Paul B. Henson wrote:
From: Howard Chu [mailto:hyc@symas.com] Sent: Sunday, January 12, 2014 1:41 PM
From the sound of your quite vague test description, sure. As it states
in
the LMDB doc, long-lived reader transactions prevent reuse of freed pages. http://symas.com/mdb/doc/
You have a long search operation running, and are issuing writes while the search is in progress.
Hmm, I don't think that is the case. The way the script works is that it first generates a list of all of our groups (which doesn't even come from LDAP, it gets pulled out of a database that is another component of our idm infrastructure). Then, for each group, it does a search to get all the members, and then removes/adds them 500 at a time until it has processed all of them. So there is one search, then repeated modify remove/modify add, then another completely separate search, etc, through all of them. The connection to the LDAP server is persistent throughout the script, but there is no single operation whose duration persists.

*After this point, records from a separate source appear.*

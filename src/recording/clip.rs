use std::io::{self, Read, Write};
use std::path::{Path, PathBuf};
use std::process::{Child, ChildStdin, Command, ExitStatus, Stdio};
use std::thread;
use std::time::{Duration, Instant};

use anyhow::{anyhow, bail, Context, Result};
use chrono::{DateTime, TimeZone};
use image::imageops::{self, FilterType};

use crate::models::VideoFrame;

const ENABLE_LOGS: bool = true;

use crate::{log_debug, log_info, log_warn};

const EVENT_ID_FORMAT: &str = "%Y%m%d-%H%M%S";

/// `YYYYMMDD-HHMMSS` of the trigger time. Sub-second precision is dropped.
pub fn event_id<Tz: TimeZone>(at: &DateTime<Tz>) -> String
where
    Tz::Offset: std::fmt::Display,
{
    at.format(EVENT_ID_FORMAT).to_string()
}

/// `{patient}-{camera}-{YYYYMMDD-HHMMSS}.mp4`
pub fn clip_filename<Tz: TimeZone>(patient_name: &str, camera_id: u32, at: &DateTime<Tz>) -> String
where
    Tz::Offset: std::fmt::Display,
{
    format!("{patient_name}-{camera_id}-{}.mp4", event_id(at))
}

/// Encodes a finished clip and persists it before returning.
pub trait ClipSink: Send + Sync {
    fn finalize_clip(&self, frames: &[VideoFrame], path: &Path) -> Result<()>;
}

/// Pipes raw RGB frames into an `ffmpeg` child producing H.264 mp4.
#[derive(Debug, Clone)]
pub struct FfmpegClipSink {
    binary: PathBuf,
    fps: u32,
    width: u32,
    height: u32,
    timeout: Duration,
}

impl FfmpegClipSink {
    const DEFAULT_TIMEOUT: Duration = Duration::from_secs(120);
    const POLL_INTERVAL: Duration = Duration::from_millis(50);

    pub fn new(fps: u32, width: u32, height: u32) -> Result<Self> {
        let binary = which::which("ffmpeg").context("ffmpeg not found on PATH")?;
        Ok(Self::with_binary(binary, fps, width, height))
    }

    pub fn with_binary(binary: PathBuf, fps: u32, width: u32, height: u32) -> Self {
        Self {
            binary,
            fps: fps.max(1),
            width,
            height,
            timeout: Self::DEFAULT_TIMEOUT,
        }
    }

    /// Kill the encoder if it has not exited this long after spawning.
    pub fn with_timeout(mut self, timeout: Duration) -> Self {
        self.timeout = timeout.max(Duration::from_secs(1));
        self
    }

    fn args(&self, path: &Path) -> Vec<String> {
        vec![
            "-y".into(),
            "-loglevel".into(),
            "error".into(),
            "-f".into(),
            "rawvideo".into(),
            "-pix_fmt".into(),
            "rgb24".into(),
            "-s".into(),
            format!("{}x{}", self.width, self.height),
            "-r".into(),
            self.fps.to_string(),
            "-i".into(),
            "-".into(),
            "-c:v".into(),
            "libx264".into(),
            "-pix_fmt".into(),
            "yuv420p".into(),
            "-movflags".into(),
            "+faststart".into(),
            path.to_string_lossy().into_owned(),
        ]
    }

    fn write_frames(&self, mut stdin: ChildStdin, frames: &[VideoFrame]) -> io::Result<()> {
        for frame in frames {
            if frame.width() == self.width && frame.height() == self.height {
                stdin.write_all(frame.pixels.as_raw())?;
            } else {
                let resized =
                    imageops::resize(&*frame.pixels, self.width, self.height, FilterType::Triangle);
                stdin.write_all(resized.as_raw())?;
            }
        }
        stdin.flush()
    }

    /// `None` when the deadline passed and the child was killed.
    fn wait_until_deadline(&self, child: &mut Child) -> Result<Option<ExitStatus>> {
        let deadline = Instant::now() + self.timeout;
        loop {
            if let Some(status) = child.try_wait().context("failed to poll ffmpeg")? {
                return Ok(Some(status));
            }
            if Instant::now() >= deadline {
                log_warn!(
                    "ffmpeg still running after {}s, killing it",
                    self.timeout.as_secs()
                );
                let _ = child.kill();
                let _ = child.wait();
                return Ok(None);
            }
            thread::sleep(Self::POLL_INTERVAL);
        }
    }
}

impl ClipSink for FfmpegClipSink {
    fn finalize_clip(&self, frames: &[VideoFrame], path: &Path) -> Result<()> {
        if frames.is_empty() {
            bail!("refusing to encode an empty clip");
        }
        if let Some(parent) = path.parent() {
            std::fs::create_dir_all(parent)
                .with_context(|| format!("failed to create clip directory {}", parent.display()))?;
        }

        log_debug!(
            "encoding {} frames to {} at {}fps",
            frames.len(),
            path.display(),
            self.fps
        );

        let mut child = Command::new(&self.binary)
            .args(self.args(path))
            .stdin(Stdio::piped())
            .stdout(Stdio::null())
            .stderr(Stdio::piped())
            .spawn()
            .context("failed to spawn ffmpeg")?;

        let stdin = child.stdin.take().ok_or_else(|| anyhow!("ffmpeg stdin unavailable"))?;
        let mut stderr = child
            .stderr
            .take()
            .ok_or_else(|| anyhow!("ffmpeg stderr unavailable"))?;

        // Frames are streamed and stderr drained on their own threads so the
        // deadline holds even when ffmpeg stops reading.
        let (status, written, diagnostics) = thread::scope(|scope| {
            let writer = scope.spawn(|| self.write_frames(stdin, frames));
            let reader = scope.spawn(move || {
                let mut text = String::new();
                let _ = stderr.read_to_string(&mut text);
                text
            });

            let status = self.wait_until_deadline(&mut child);
            let written = writer
                .join()
                .unwrap_or_else(|_| Err(io::Error::other("frame writer panicked")));
            let diagnostics = reader.join().unwrap_or_default();
            (status, written, diagnostics)
        });
        let diagnostics = diagnostics.trim();

        let Some(status) = status? else {
            bail!(
                "ffmpeg timed out after {}s: {diagnostics}",
                self.timeout.as_secs()
            );
        };
        if !status.success() {
            bail!("ffmpeg exited with {status}: {diagnostics}");
        }
        written.context("failed to stream frames to ffmpeg")?;

        log_info!("clip written to {}", path.display());
        Ok(())
    }
}

/// Logs clips instead of encoding them. Used for dry runs without ffmpeg.
pub struct LoggingClipSink;

impl ClipSink for LoggingClipSink {
    fn finalize_clip(&self, frames: &[VideoFrame], path: &Path) -> Result<()> {
        log_info!(
            "[dry-run] would encode {} frames to {}",
            frames.len(),
            path.display()
        );
        Ok(())
    }
}

#[cfg(test)]
mod tests {
    use super::*;
    use chrono::{FixedOffset, NaiveDate};

    fn at() -> DateTime<FixedOffset> {
        let offset = FixedOffset::east_opt(3600).unwrap();
        let naive = NaiveDate::from_ymd_opt(2024, 3, 7)
            .unwrap()
            .and_hms_milli_opt(9, 5, 42, 870)
            .unwrap();
        offset.from_local_datetime(&naive).unwrap()
    }

    #[test]
    fn filename_floors_to_seconds() {
        assert_eq!(event_id(&at()), "20240307-090542");
        assert_eq!(clip_filename("bob", 1, &at()), "bob-1-20240307-090542.mp4");
    }

    #[test]
    fn ffmpeg_args_describe_raw_input() {
        let sink = FfmpegClipSink::with_binary(PathBuf::from("ffmpeg"), 20, 1920, 1080);
        let args = sink.args(Path::new("/tmp/out.mp4"));

        let pos = |flag: &str| args.iter().position(|a| a == flag).unwrap();
        assert_eq!(args[pos("-s") + 1], "1920x1080");
        assert_eq!(args[pos("-r") + 1], "20");
        assert_eq!(args.last().map(String::as_str), Some("/tmp/out.mp4"));
    }

    #[cfg(unix)]
    fn stub_encoder(dir: &Path, script: &str) -> PathBuf {
        use std::os::unix::fs::PermissionsExt;

        let path = dir.join("ffmpeg");
        std::fs::write(&path, format!("#!/bin/sh\n{script}\n")).unwrap();
        std::fs::set_permissions(&path, std::fs::Permissions::from_mode(0o755)).unwrap();
        path
    }

    #[cfg(unix)]
    #[test]
    fn encoder_failure_reports_its_stderr() {
        let dir = tempfile::tempdir().unwrap();
        let binary = stub_encoder(
            dir.path(),
            "echo \"Unknown encoder 'libx264'\" >&2\nexit 1",
        );
        let sink = FfmpegClipSink::with_binary(binary, 20, 1920, 1080);
        let frames: Vec<VideoFrame> = (0..5)
            .map(|i| VideoFrame::blank(1920, 1080, i as f64))
            .collect();

        let err = sink
            .finalize_clip(&frames, &dir.path().join("out.mp4"))
            .unwrap_err();
        let message = format!("{err:#}");
        assert!(message.contains("Unknown encoder 'libx264'"), "{message}");
        assert!(message.contains("exited with"), "{message}");
    }

    #[cfg(unix)]
    #[test]
    fn hung_encoder_is_killed_at_deadline() {
        let dir = tempfile::tempdir().unwrap();
        let binary = stub_encoder(dir.path(), "exec sleep 30");
        let sink = FfmpegClipSink::with_binary(binary, 20, 4, 4).with_timeout(Duration::from_secs(1));
        let frames = vec![VideoFrame::blank(4, 4, 0.0)];

        let started = Instant::now();
        let err = sink
            .finalize_clip(&frames, &dir.path().join("out.mp4"))
            .unwrap_err();
        assert!(format!("{err:#}").contains("timed out"));
        assert!(started.elapsed() < Duration::from_secs(10));
    }

    #[cfg(unix)]
    #[test]
    fn successful_encoder_consumes_all_frames() {
        let dir = tempfile::tempdir().unwrap();
        let binary = stub_encoder(dir.path(), "cat > /dev/null");
        let sink = FfmpegClipSink::with_binary(binary, 20, 8, 8);
        // Mismatched sizes go through the resize path.
        let frames = vec![VideoFrame::blank(8, 8, 0.0), VideoFrame::blank(16, 4, 0.05)];

        sink.finalize_clip(&frames, &dir.path().join("clips/out.mp4"))
            .unwrap();
        assert!(dir.path().join("clips").is_dir());
    }

    #[test]
    fn logging_sink_accepts_any_clip() {
        let frames = vec![VideoFrame::blank(2, 2, 0.0)];
        assert!(LoggingClipSink
            .finalize_clip(&frames, Path::new("/nonexistent/clip.mp4"))
            .is_ok());
    }

    #[test]
    fn empty_clip_is_rejected() {
        let sink = FfmpegClipSink::with_binary(PathBuf::from("ffmpeg"), 20, 4, 4);
        assert!(sink.finalize_clip(&[], Path::new("/tmp/never.mp4")).is_err());
    }
}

Does it have anything to do with being a syncrepl provider? The documentation sometimes describes syncrepl as being a "persistent search", and the size increase only occurred on the primary master, not the secondary master or read-only slaves.
The syncprov persistent search implementation doesn't result in a long-lived read transaction. You can use mdb_stat -r to see what's going on as far as read transactions in the DB.